Data for review:
▬▬▬▬▬▬
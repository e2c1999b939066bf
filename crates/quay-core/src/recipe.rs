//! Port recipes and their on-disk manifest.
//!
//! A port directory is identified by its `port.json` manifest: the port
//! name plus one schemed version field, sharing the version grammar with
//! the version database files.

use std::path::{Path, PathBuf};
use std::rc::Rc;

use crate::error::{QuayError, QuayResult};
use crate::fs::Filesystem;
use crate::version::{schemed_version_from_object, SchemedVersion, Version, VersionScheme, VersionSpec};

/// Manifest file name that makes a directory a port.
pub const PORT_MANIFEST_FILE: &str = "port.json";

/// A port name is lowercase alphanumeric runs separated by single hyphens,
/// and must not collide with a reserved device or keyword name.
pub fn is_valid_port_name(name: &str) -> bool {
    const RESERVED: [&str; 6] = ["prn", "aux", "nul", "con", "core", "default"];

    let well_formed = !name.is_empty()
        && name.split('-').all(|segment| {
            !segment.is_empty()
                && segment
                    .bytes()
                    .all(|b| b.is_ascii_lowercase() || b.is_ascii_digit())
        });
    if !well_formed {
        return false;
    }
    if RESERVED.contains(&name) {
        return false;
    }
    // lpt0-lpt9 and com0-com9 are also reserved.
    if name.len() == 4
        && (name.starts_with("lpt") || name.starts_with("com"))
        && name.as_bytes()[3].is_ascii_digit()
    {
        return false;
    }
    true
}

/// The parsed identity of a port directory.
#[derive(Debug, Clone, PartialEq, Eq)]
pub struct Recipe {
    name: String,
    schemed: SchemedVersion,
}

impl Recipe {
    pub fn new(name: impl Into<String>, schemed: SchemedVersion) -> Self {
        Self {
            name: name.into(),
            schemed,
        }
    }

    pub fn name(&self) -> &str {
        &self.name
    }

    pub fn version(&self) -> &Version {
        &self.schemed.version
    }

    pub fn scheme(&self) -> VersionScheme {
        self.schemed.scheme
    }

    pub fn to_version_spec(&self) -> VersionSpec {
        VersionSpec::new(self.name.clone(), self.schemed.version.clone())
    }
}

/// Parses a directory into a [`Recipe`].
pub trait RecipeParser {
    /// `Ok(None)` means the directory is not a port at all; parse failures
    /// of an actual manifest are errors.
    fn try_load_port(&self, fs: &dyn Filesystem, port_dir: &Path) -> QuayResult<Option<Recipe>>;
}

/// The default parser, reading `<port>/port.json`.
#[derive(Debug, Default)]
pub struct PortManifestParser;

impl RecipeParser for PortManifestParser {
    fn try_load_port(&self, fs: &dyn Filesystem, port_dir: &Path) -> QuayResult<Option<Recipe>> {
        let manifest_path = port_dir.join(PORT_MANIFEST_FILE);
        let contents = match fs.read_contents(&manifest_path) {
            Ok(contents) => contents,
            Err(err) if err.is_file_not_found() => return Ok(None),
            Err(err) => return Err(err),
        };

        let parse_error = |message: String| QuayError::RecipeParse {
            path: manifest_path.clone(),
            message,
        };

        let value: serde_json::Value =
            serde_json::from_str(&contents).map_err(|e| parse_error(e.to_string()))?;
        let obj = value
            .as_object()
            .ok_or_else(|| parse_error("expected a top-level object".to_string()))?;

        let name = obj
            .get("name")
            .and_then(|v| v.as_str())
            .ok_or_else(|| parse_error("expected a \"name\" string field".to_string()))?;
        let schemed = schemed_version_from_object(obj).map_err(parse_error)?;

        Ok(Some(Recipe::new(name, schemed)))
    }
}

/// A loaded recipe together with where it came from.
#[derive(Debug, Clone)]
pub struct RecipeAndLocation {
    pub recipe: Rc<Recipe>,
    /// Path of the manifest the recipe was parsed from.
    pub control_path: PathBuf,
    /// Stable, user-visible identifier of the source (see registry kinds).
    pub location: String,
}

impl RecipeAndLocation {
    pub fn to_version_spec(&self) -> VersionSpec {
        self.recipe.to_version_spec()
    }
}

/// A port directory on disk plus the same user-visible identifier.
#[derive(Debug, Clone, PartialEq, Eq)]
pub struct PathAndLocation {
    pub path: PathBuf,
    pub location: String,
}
▬▬▬▬▬▬
Exercise: What are the lines, exactly as written above, from the line with "pub const PORT_MANIFEST_FILE: &str" to the line with "pub fn is_valid_port_name(name: &str)", both included? Output only those.

Response box:
pub const PORT_MANIFEST_FILE: &str = "port.json";

/// A port name is lowercase alphanumeric runs separated by single hyphens,
/// and must not collide with a reserved device or keyword name.
pub fn is_valid_port_name(name: &str) -> bool {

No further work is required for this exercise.